Pelayanan pendeta seperti di atas ini, tidak pernah bisa menargetkan bahwa setelah seseorang menjadi anggota jemaat gereja yang dilayani dan mengikuti jejak hidupnya, maka karakternya dapat diubah seratus delapan puluh derajat. Tetapi, yang ditargetkan atau dijanjikan adalah para jemaat mendapatkan jodoh yang selama ini dinanti, bagi jemaat yang mandul akan dapat keturunan, yang tidak memiliki rumah dapat memiliki rumah, yang penghasilannya rendah akan mendapat penghasilan yang lebih banyak (sebab kutuk kemiskinan dipatahkan), sepanjang umur hidupnya tidak akan pernah mengalami pisau operasi, bisa memiliki panjang umur, berhasil dan berprestasi dalam studi, dan lain sebagainya. Semua targetnya pasti berkutat pada berkat jasmani. Kalaupun berbicara mengenai kekudusan, maka kekudusan yang dimaksud hanya sekitar kejujuran, tidak berzinah secara umum, dan standar kekudusan umum lainnya. Padahal, Tuhan menghendaki agar orang percaya menjadi sempurna seperti Bapa atau serupa dengan Yesus.

Kalau gereja tidak sungguh-sungguh mengajarkan kebenaran dan tidak ada contoh bagaimana profil anak Allah itu, maka sulitlah pelayanan itu diselenggarakan dengan motif yang murni. Pasti ujung-ujungnya atau motifnya juga adalah uang. Mereka menjual nama Yesus dengan menjanjikan surga. Padahal, tidak mudah untuk bisa masuk surga.
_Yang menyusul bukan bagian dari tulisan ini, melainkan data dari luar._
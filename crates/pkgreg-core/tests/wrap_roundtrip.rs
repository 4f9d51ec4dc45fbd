//! Exhaustive round-trip tests for identifier wrapping

use pkgreg_core::wrap::{Wrapper, PREFIX};

const ALPHABET: [char; 6] = ['a', 'x', '_', '.', '-', '/'];

/// Every string of length 0..=max over the alphabet.
fn all_strings(max: usize) -> Vec<String> {
    let mut out = vec![String::new()];
    let mut frontier = vec![String::new()];
    for _ in 0..max {
        let mut next = Vec::with_capacity(frontier.len() * ALPHABET.len());
        for s in &frontier {
            for c in ALPHABET {
                let mut t = s.clone();
                t.push(c);
                next.push(t);
            }
        }
        out.extend(next.iter().cloned());
        frontier = next;
    }
    out
}

#[test]
fn test_unwrap_inverts_wrap_with_warm_cache() {
    let w = Wrapper::new();
    for path in all_strings(5) {
        let wrapped = w.wrap(&path);
        assert_eq!(w.unwrap(&wrapped), path, "wrapped={}", wrapped);
        assert_eq!(w.wrap(&w.unwrap(&wrapped)), wrapped);
    }
}

#[test]
fn test_unwrap_inverts_wrap_with_cold_cache() {
    let encoder = Wrapper::new();
    let decoder = Wrapper::new();
    for path in all_strings(5) {
        let wrapped = encoder.wrap(&path);
        assert_eq!(decoder.unwrap(&wrapped), path, "wrapped={}", wrapped);
    }
}

#[test]
fn test_wrapped_identifiers_are_bare() {
    let w = Wrapper::new();
    for path in all_strings(4) {
        let wrapped = w.wrap(&path);
        assert!(
            !wrapped.contains(['.', '/', '-']),
            "{:?} wrapped to {:?}",
            path,
            wrapped
        );
        if path.contains(['.', '/', '-']) {
            assert!(wrapped.starts_with(PREFIX));
        } else {
            assert_eq!(wrapped, path);
        }
    }
}

#[test]
fn test_wrap_is_idempotent() {
    let w = Wrapper::new();
    for path in all_strings(4) {
        let once = w.wrap(&path);
        assert_eq!(w.wrap(&once), once);
    }
}

#[test]
fn test_known_encodings() {
    let w = Wrapper::new();
    assert_eq!(w.wrap("a/b.C"), "xwrap_a_s_b_d_C");
    assert_eq!(Wrapper::new().unwrap("xwrap_a_s_b_d_C"), "a/b.C");
    assert_eq!(w.wrap("net"), "net");
    assert_eq!(w.wrap("encoding/json"), "xwrap_encoding_s_json");
    assert_eq!(
        w.wrap("github.com/path/to/pkg_test.Type"),
        "xwrap_github_d_com_s_path_s_to_s_pkg_u_test_d_Type"
    );
}
//! Reversible escaping of qualified symbol paths into bare identifiers.
//!
//! A reference such as `example.com/path/to/pkg.Type` cannot be re-lexed as
//! an identifier. [`Wrapper::wrap`] turns it into one:
//!
//! ```text
//! example.com/path/to/pkg.Type  =>  xwrap_example_d_com_s_path_s_to_s_pkg_d_Type
//! ```
//!
//! Escape table (applied to the whole path, then [`PREFIX`] is prepended):
//!
//! | char | escape |
//! |------|--------|
//! | `_`  | `_u_`  |
//! | `.`  | `_d_`  |
//! | `/`  | `_s_`  |
//! | `-`  | `_k_`  |
//!
//! After escaping, every `_` of the body belongs to exactly one three-byte
//! escape, so the body is decoded by a single left-to-right scan. Decoding by
//! successive find-and-replace passes is not reversible: the body of
//! `x/a_s_b` contains `_s_` spanning two escapes.
//!
//! Strings with none of `.`, `/`, `-` are already bare and pass through
//! unchanged in both directions.

use std::collections::HashMap;
use std::sync::RwLock;

/// Literal prefix marking a wrapped identifier.
pub const PREFIX: &str = "xwrap_";

const ESCAPES: [(char, char); 4] = [('_', 'u'), ('.', 'd'), ('/', 's'), ('-', 'k')];

/// Characters that make a path non-bare.
fn is_structural(c: char) -> bool {
    matches!(c, '.' | '/' | '-')
}

fn has_structure(s: &str) -> bool {
    s.chars().any(is_structural)
}

fn is_path_char(c: char) -> bool {
    c.is_alphanumeric() || matches!(c, '_' | '.' | '/' | '-')
}

/// Byte index just past the literal opened by `quote` at `start`.
fn literal_end(s: &str, start: usize, quote: char) -> usize {
    let mut escaped = false;
    for (i, c) in s[start + 1..].char_indices() {
        if escaped {
            escaped = false;
        } else if c == '\\' && quote != '`' {
            escaped = true;
        } else if c == quote {
            return start + 1 + i + c.len_utf8();
        }
    }
    s.len()
}

fn escape_code(c: char) -> Option<char> {
    ESCAPES.iter().find(|(raw, _)| *raw == c).map(|(_, code)| *code)
}

fn unescape_code(code: char) -> Option<char> {
    ESCAPES.iter().find(|(_, e)| *e == code).map(|(raw, _)| *raw)
}

/// Escape a path and prepend the prefix. Pure; no caching.
pub fn encode(path: &str) -> String {
    let mut out = String::with_capacity(PREFIX.len() + path.len() * 2);
    out.push_str(PREFIX);
    for c in path.chars() {
        match escape_code(c) {
            Some(code) => {
                out.push('_');
                out.push(code);
                out.push('_');
            }
            None => out.push(c),
        }
    }
    out
}

/// Decode an escaped body (without prefix).
///
/// Returns `None` if the body contains an `_` that does not start a valid
/// escape, i.e. it was not produced by [`encode`].
pub fn decode(body: &str) -> Option<String> {
    let mut out = String::with_capacity(body.len());
    let mut chars = body.chars();
    while let Some(c) = chars.next() {
        if c != '_' {
            out.push(c);
            continue;
        }
        let code = chars.next()?;
        if chars.next()? != '_' {
            return None;
        }
        out.push(unescape_code(code)?);
    }
    Some(out)
}

/// Bidirectional, memoized mapping between paths and wrapped identifiers.
///
/// Both directions are written through on every resolution, so repeated
/// lookups are a single map read. Each graph owns its own wrapper.
#[derive(Debug, Default)]
pub struct Wrapper {
    /// path -> wrapped
    p2w: RwLock<HashMap<String, String>>,
    /// wrapped -> path
    w2p: RwLock<HashMap<String, String>>,
}

impl Wrapper {
    pub fn new() -> Self {
        Self::default()
    }

    /// Drop all memoized mappings.
    pub fn clear(&self) {
        self.p2w.write().expect("Wrapper RwLock poisoned").clear();
        self.w2p.write().expect("Wrapper RwLock poisoned").clear();
    }

    /// Wrap a path into a bare identifier.
    ///
    /// Bare identifiers, wrapped ones included, are returned unchanged. A
    /// prefixed string that still has structural characters is wrapped again.
    pub fn wrap(&self, path: &str) -> String {
        if let Some(x) = self.p2w.read().expect("Wrapper RwLock poisoned").get(path) {
            return x.clone();
        }
        if !has_structure(path) {
            return path.to_string();
        }

        let wrapped = encode(path);
        self.remember(path, &wrapped);
        wrapped
    }

    /// Recover the path from a wrapped identifier.
    ///
    /// Input that is not wrapped (no prefix, an invalid escape, or already
    /// containing structural characters) is returned unchanged.
    pub fn unwrap(&self, wrapped: &str) -> String {
        if let Some(p) = self.w2p.read().expect("Wrapper RwLock poisoned").get(wrapped) {
            return p.clone();
        }
        if self
            .p2w
            .read()
            .expect("Wrapper RwLock poisoned")
            .contains_key(wrapped)
        {
            return wrapped.to_string();
        }
        if has_structure(wrapped) {
            return wrapped.to_string();
        }

        let Some(path) = wrapped.strip_prefix(PREFIX).and_then(decode) else {
            return wrapped.to_string();
        };

        if has_structure(&path) {
            self.remember(&path, &encode(&path));
        } else {
            // a prefixed bare name: the path wraps to itself
            self.remember(&path, &path);
        }
        self.w2p
            .write()
            .expect("Wrapper RwLock poisoned")
            .insert(wrapped.to_string(), path.clone());
        path
    }

    /// Wrap every qualified reference (`example.com/pkg.Name`) in an
    /// expression, leaving the rest of the text alone.
    ///
    /// A reference is a run of identifier characters, `.`, `/` and `-` that
    /// holds a `/` followed by a `.`; it ends at the name after that `.`, so
    /// `example.com/pkg.T.Method` keeps `.Method` as a selector. String and
    /// rune literals are copied through. Division must be spaced (`a / b.C`)
    /// to not read as a path.
    pub fn wrap_expr(&self, expr: &str) -> String {
        let mut out = String::with_capacity(expr.len());
        let mut chars = expr.char_indices().peekable();
        while let Some((i, c)) = chars.next() {
            let end = if matches!(c, '"' | '`' | '\'') {
                let end = literal_end(expr, i, c);
                out.push_str(&expr[i..end]);
                end
            } else if is_path_char(c) {
                let end = expr[i..]
                    .find(|c: char| !is_path_char(c))
                    .map_or(expr.len(), |n| i + n);
                out.push_str(&self.wrap_reference(&expr[i..end]));
                end
            } else {
                out.push(c);
                continue;
            };
            while chars.peek().is_some_and(|(j, _)| *j < end) {
                chars.next();
            }
        }
        out
    }

    fn wrap_reference(&self, run: &str) -> String {
        let Some(slash) = run.rfind('/') else {
            return run.to_string();
        };
        let Some(dot) = run[slash..].find('.').map(|n| slash + n) else {
            return run.to_string();
        };
        let end = run[dot + 1..].find('.').map_or(run.len(), |n| dot + 1 + n);
        if end == dot + 1 {
            return run.to_string();
        }
        format!("{}{}", self.wrap(&run[..end]), &run[end..])
    }

    fn remember(&self, path: &str, wrapped: &str) {
        self.p2w
            .write()
            .expect("Wrapper RwLock poisoned")
            .insert(path.to_string(), wrapped.to_string());
        self.w2p
            .write()
            .expect("Wrapper RwLock poisoned")
            .insert(wrapped.to_string(), path.to_string());
    }
}

// ============================================================================
// Tests
// ============================================================================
Tuhan Yesus mengatakan bahwa untuk masuk surga atau diselamatkan harus masuk pintu yang sesak. Sebab banyak yang berusaha masuk tetapi tidak dapat (Luk. 13:23-24). Mereka yang tidak mengerti kebenaran ini akan mengesankan bahwa masuk surga itu mudah. Sebaliknya, yang menjadi fokus masalah adalah kebutuhan hari ini seperti mandul, persoalan ekonomi, sakit penyakit, karir, dan lain sebagainya. Padahal, semua masalah yang Tuhan ijinkan terjadi dalam hidup kita ditujukan bagi kebaikan kita agar kita serupa dengan Yesus.

Pelayanan yang menekankan kebutuhan jasmani yang biasanya menggunakan sarana kuasa mukjizat, secara tidak langsung pelayanan tersebut sedang memarkir jemaat di dunia, bukan di surga. Jadi, janji membawa ke surga sebenarnya hanya sebatas retorika semata-mata demi eksis dirinya di mata jemaat. Tentu saja dalam hal ini, Tuhan saja yang mengetahuinya. Oleh sebab itu, sebagai pelayan Tuhan kita harus memahami tugas pelayanan. Bukan hanya “omong besar” membawa jemaat ke surga, tetapi menunjukkan bukti bahwa dirinya sedang menuju ke surga dengan perubahan karakter secara signifikan dan permanen.